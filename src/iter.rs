//! Iterators over the sorted list threading.
//!
//! All iterators walk the intrusive list, never the tree: each step is one
//! pointer chase. Forward iteration yields ascending keys; every iterator is
//! double-ended, so reverse traversal needs no separate machinery. The
//! consuming iterator pops entries off the ends of the map, which is cheap
//! because boundary nodes have at most one child.

use std::fmt as StdFmt;
use std::iter::FusedIterator;
use std::marker::PhantomData;

use crate::map::ListMap;
use crate::node::{Links, Node};

// ============================================================================
//  Iter / IterMut
// ============================================================================

/// Shared iterator over `(&K, &V)` in ascending key order.
pub struct Iter<'a, K, V> {
    /// Next front position; only read while `remaining > 0`.
    front: *mut Links,
    /// One past the next back position (initially the sentinel).
    back: *mut Links,
    remaining: usize,
    _marker: PhantomData<(&'a K, &'a V)>,
}

// An Iter hands out shared references only.
unsafe impl<K: Sync, V: Sync> Send for Iter<'_, K, V> {}
unsafe impl<K: Sync, V: Sync> Sync for Iter<'_, K, V> {}

/// Exclusive iterator over `(&K, &mut V)` in ascending key order.
pub struct IterMut<'a, K, V> {
    front: *mut Links,
    back: *mut Links,
    remaining: usize,
    _marker: PhantomData<(&'a K, &'a mut V)>,
}

unsafe impl<K: Sync, V: Send> Send for IterMut<'_, K, V> {}
unsafe impl<K: Sync, V: Sync> Sync for IterMut<'_, K, V> {}

impl<'a, K, V> Iterator for Iter<'a, K, V> {
    type Item = (&'a K, &'a V);

    fn next(&mut self) -> Option<Self::Item> {
        if self.remaining == 0 {
            return None;
        }
        self.remaining -= 1;
        unsafe {
            let node = &*Node::<K, V>::from_links(self.front);
            self.front = node.links.next;
            Some((&node.key, &node.value))
        }
    }

    fn size_hint(&self) -> (usize, Option<usize>) {
        (self.remaining, Some(self.remaining))
    }
}

impl<K, V> DoubleEndedIterator for Iter<'_, K, V> {
    fn next_back(&mut self) -> Option<Self::Item> {
        if self.remaining == 0 {
            return None;
        }
        self.remaining -= 1;
        unsafe {
            self.back = (*self.back).prev;
            let node = &*Node::<K, V>::from_links(self.back);
            Some((&node.key, &node.value))
        }
    }
}

impl<K, V> ExactSizeIterator for Iter<'_, K, V> {}
impl<K, V> FusedIterator for Iter<'_, K, V> {}

impl<K, V> Clone for Iter<'_, K, V> {
    fn clone(&self) -> Self {
        Self {
            front: self.front,
            back: self.back,
            remaining: self.remaining,
            _marker: PhantomData,
        }
    }
}

impl<K: StdFmt::Debug, V: StdFmt::Debug> StdFmt::Debug for Iter<'_, K, V> {
    fn fmt(&self, f: &mut StdFmt::Formatter<'_>) -> StdFmt::Result {
        f.debug_list().entries(self.clone()).finish()
    }
}

impl<'a, K, V> Iterator for IterMut<'a, K, V> {
    type Item = (&'a K, &'a mut V);

    fn next(&mut self) -> Option<Self::Item> {
        if self.remaining == 0 {
            return None;
        }
        self.remaining -= 1;
        unsafe {
            let node = &mut *Node::<K, V>::from_links(self.front);
            self.front = node.links.next;
            Some((&node.key, &mut node.value))
        }
    }

    fn size_hint(&self) -> (usize, Option<usize>) {
        (self.remaining, Some(self.remaining))
    }
}

impl<K, V> DoubleEndedIterator for IterMut<'_, K, V> {
    fn next_back(&mut self) -> Option<Self::Item> {
        if self.remaining == 0 {
            return None;
        }
        self.remaining -= 1;
        unsafe {
            self.back = (*self.back).prev;
            let node = &mut *Node::<K, V>::from_links(self.back);
            Some((&node.key, &mut node.value))
        }
    }
}

impl<K, V> ExactSizeIterator for IterMut<'_, K, V> {}
impl<K, V> FusedIterator for IterMut<'_, K, V> {}

// ============================================================================
//  Keys / Values / ValuesMut
// ============================================================================

/// Iterator over `&K` in ascending order.
#[derive(Clone)]
pub struct Keys<'a, K, V>(Iter<'a, K, V>);

/// Iterator over `&V` in ascending key order.
#[derive(Clone)]
pub struct Values<'a, K, V>(Iter<'a, K, V>);

/// Iterator over `&mut V` in ascending key order.
pub struct ValuesMut<'a, K, V>(IterMut<'a, K, V>);

impl<'a, K, V> Iterator for Keys<'a, K, V> {
    type Item = &'a K;

    fn next(&mut self) -> Option<Self::Item> {
        self.0.next().map(|(k, _)| k)
    }

    fn size_hint(&self) -> (usize, Option<usize>) {
        self.0.size_hint()
    }
}

impl<K, V> DoubleEndedIterator for Keys<'_, K, V> {
    fn next_back(&mut self) -> Option<Self::Item> {
        self.0.next_back().map(|(k, _)| k)
    }
}

impl<K, V> ExactSizeIterator for Keys<'_, K, V> {}
impl<K, V> FusedIterator for Keys<'_, K, V> {}

impl<'a, K, V> Iterator for Values<'a, K, V> {
    type Item = &'a V;

    fn next(&mut self) -> Option<Self::Item> {
        self.0.next().map(|(_, v)| v)
    }

    fn size_hint(&self) -> (usize, Option<usize>) {
        self.0.size_hint()
    }
}

impl<K, V> DoubleEndedIterator for Values<'_, K, V> {
    fn next_back(&mut self) -> Option<Self::Item> {
        self.0.next_back().map(|(_, v)| v)
    }
}

impl<K, V> ExactSizeIterator for Values<'_, K, V> {}
impl<K, V> FusedIterator for Values<'_, K, V> {}

impl<'a, K, V> Iterator for ValuesMut<'a, K, V> {
    type Item = &'a mut V;

    fn next(&mut self) -> Option<Self::Item> {
        self.0.next().map(|(_, v)| v)
    }

    fn size_hint(&self) -> (usize, Option<usize>) {
        self.0.size_hint()
    }
}

impl<K, V> DoubleEndedIterator for ValuesMut<'_, K, V> {
    fn next_back(&mut self) -> Option<Self::Item> {
        self.0.next_back().map(|(_, v)| v)
    }
}

impl<K, V> ExactSizeIterator for ValuesMut<'_, K, V> {}
impl<K, V> FusedIterator for ValuesMut<'_, K, V> {}

// ============================================================================
//  IntoIter
// ============================================================================

/// Consuming iterator over `(K, V)` in ascending key order.
///
/// Pops from the map's ends; whatever is left when the iterator is dropped
/// is freed by the map's own teardown.
pub struct IntoIter<K, V> {
    map: ListMap<K, V>,
}

impl<K, V> Iterator for IntoIter<K, V> {
    type Item = (K, V);

    fn next(&mut self) -> Option<Self::Item> {
        self.map.pop_first()
    }

    fn size_hint(&self) -> (usize, Option<usize>) {
        (self.map.len(), Some(self.map.len()))
    }
}

impl<K, V> DoubleEndedIterator for IntoIter<K, V> {
    fn next_back(&mut self) -> Option<Self::Item> {
        self.map.pop_last()
    }
}

impl<K, V> ExactSizeIterator for IntoIter<K, V> {}
impl<K, V> FusedIterator for IntoIter<K, V> {}

// ============================================================================
//  Constructors
// ============================================================================

impl<K, V> ListMap<K, V> {
    /// Iterate over `(&K, &V)` in ascending key order.
    #[must_use]
    pub fn iter(&self) -> Iter<'_, K, V> {
        Iter {
            front: self.first,
            back: self.sentinel,
            remaining: self.len,
            _marker: PhantomData,
        }
    }

    /// Iterate over `(&K, &mut V)` in ascending key order.
    #[must_use]
    pub fn iter_mut(&mut self) -> IterMut<'_, K, V> {
        IterMut {
            front: self.first,
            back: self.sentinel,
            remaining: self.len,
            _marker: PhantomData,
        }
    }

    /// Iterate over keys in ascending order.
    #[must_use]
    pub fn keys(&self) -> Keys<'_, K, V> {
        Keys(self.iter())
    }

    /// Iterate over values in ascending key order.
    #[must_use]
    pub fn values(&self) -> Values<'_, K, V> {
        Values(self.iter())
    }

    /// Iterate over exclusive value references in ascending key order.
    #[must_use]
    pub fn values_mut(&mut self) -> ValuesMut<'_, K, V> {
        ValuesMut(self.iter_mut())
    }
}

impl<'a, K, V> IntoIterator for &'a ListMap<K, V> {
    type Item = (&'a K, &'a V);
    type IntoIter = Iter<'a, K, V>;

    fn into_iter(self) -> Self::IntoIter {
        self.iter()
    }
}

impl<'a, K, V> IntoIterator for &'a mut ListMap<K, V> {
    type Item = (&'a K, &'a mut V);
    type IntoIter = IterMut<'a, K, V>;

    fn into_iter(self) -> Self::IntoIter {
        self.iter_mut()
    }
}

impl<K, V> IntoIterator for ListMap<K, V> {
    type Item = (K, V);
    type IntoIter = IntoIter<K, V>;

    fn into_iter(self) -> Self::IntoIter {
        IntoIter { map: self }
    }
}

#[cfg(test)]
mod tests {
    use super::*;

    #[test]
    fn forward_iteration_is_sorted() {
        let map: ListMap<i32, i32> = (0..50).map(|i| ((i * 31) % 50, i)).collect();
        let keys: Vec<i32> = map.keys().copied().collect();
        assert_eq!(keys, (0..50).collect::<Vec<_>>());
    }

    #[test]
    fn reverse_iteration_is_reverse_sorted() {
        let map: ListMap<i32, i32> = (0..20).map(|i| (i, i)).collect();
        let keys: Vec<i32> = map.keys().rev().copied().collect();
        assert_eq!(keys, (0..20).rev().collect::<Vec<_>>());
    }

    #[test]
    fn meet_in_the_middle() {
        let map: ListMap<i32, i32> = (0..5).map(|i| (i, i)).collect();
        let mut iter = map.iter();
        assert_eq!(iter.next().map(|(k, _)| *k), Some(0));
        assert_eq!(iter.next_back().map(|(k, _)| *k), Some(4));
        assert_eq!(iter.next_back().map(|(k, _)| *k), Some(3));
        assert_eq!(iter.next().map(|(k, _)| *k), Some(1));
        assert_eq!(iter.len(), 1);
        assert_eq!(iter.next().map(|(k, _)| *k), Some(2));
        assert_eq!(iter.next(), None);
        assert_eq!(iter.next_back(), None);
    }

    #[test]
    fn empty_map_iterates_nothing() {
        let map: ListMap<i32, i32> = ListMap::new();
        assert_eq!(map.iter().count(), 0);
        assert_eq!(map.iter().next_back(), None);
    }

    #[test]
    fn iter_mut_edits_every_value() {
        let mut map: ListMap<i32, i32> = (0..10).map(|i| (i, i)).collect();
        for (_, v) in &mut map {
            *v += 100;
        }
        assert!(map.values().all(|v| *v >= 100));
        map.check_invariants();
    }

    #[test]
    fn into_iter_yields_owned_pairs_in_order() {
        let map: ListMap<i32, String> = (0..10).map(|i| (i, i.to_string())).collect();
        let pairs: Vec<(i32, String)> = map.into_iter().collect();
        assert_eq!(pairs.len(), 10);
        assert!(pairs.windows(2).all(|w| w[0].0 < w[1].0));
    }

    #[test]
    fn into_iter_partial_consumption_frees_cleanly() {
        let map: ListMap<i32, Vec<u8>> = (0..10).map(|i| (i, vec![0; 16])).collect();
        let mut iter = map.into_iter();
        iter.next();
        iter.next_back();
        // Remaining entries are freed by drop.
    }
}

=== REQUIRED ACTION ===
The answer is the run of lines that starts at the one containing "assert_eq!(pairs.len(), 10);" and ends at the last line of the material, reproduced exactly.

=== EXPECTED OUTPUT ===
        assert_eq!(pairs.len(), 10);
        assert!(pairs.windows(2).all(|w| w[0].0 < w[1].0));
    }

    #[test]
    fn into_iter_partial_consumption_frees_cleanly() {
        let map: ListMap<i32, Vec<u8>> = (0..10).map(|i| (i, vec![0; 16])).collect();
        let mut iter = map.into_iter();
        iter.next();
        iter.next_back();
        // Remaining entries are freed by drop.
    }
}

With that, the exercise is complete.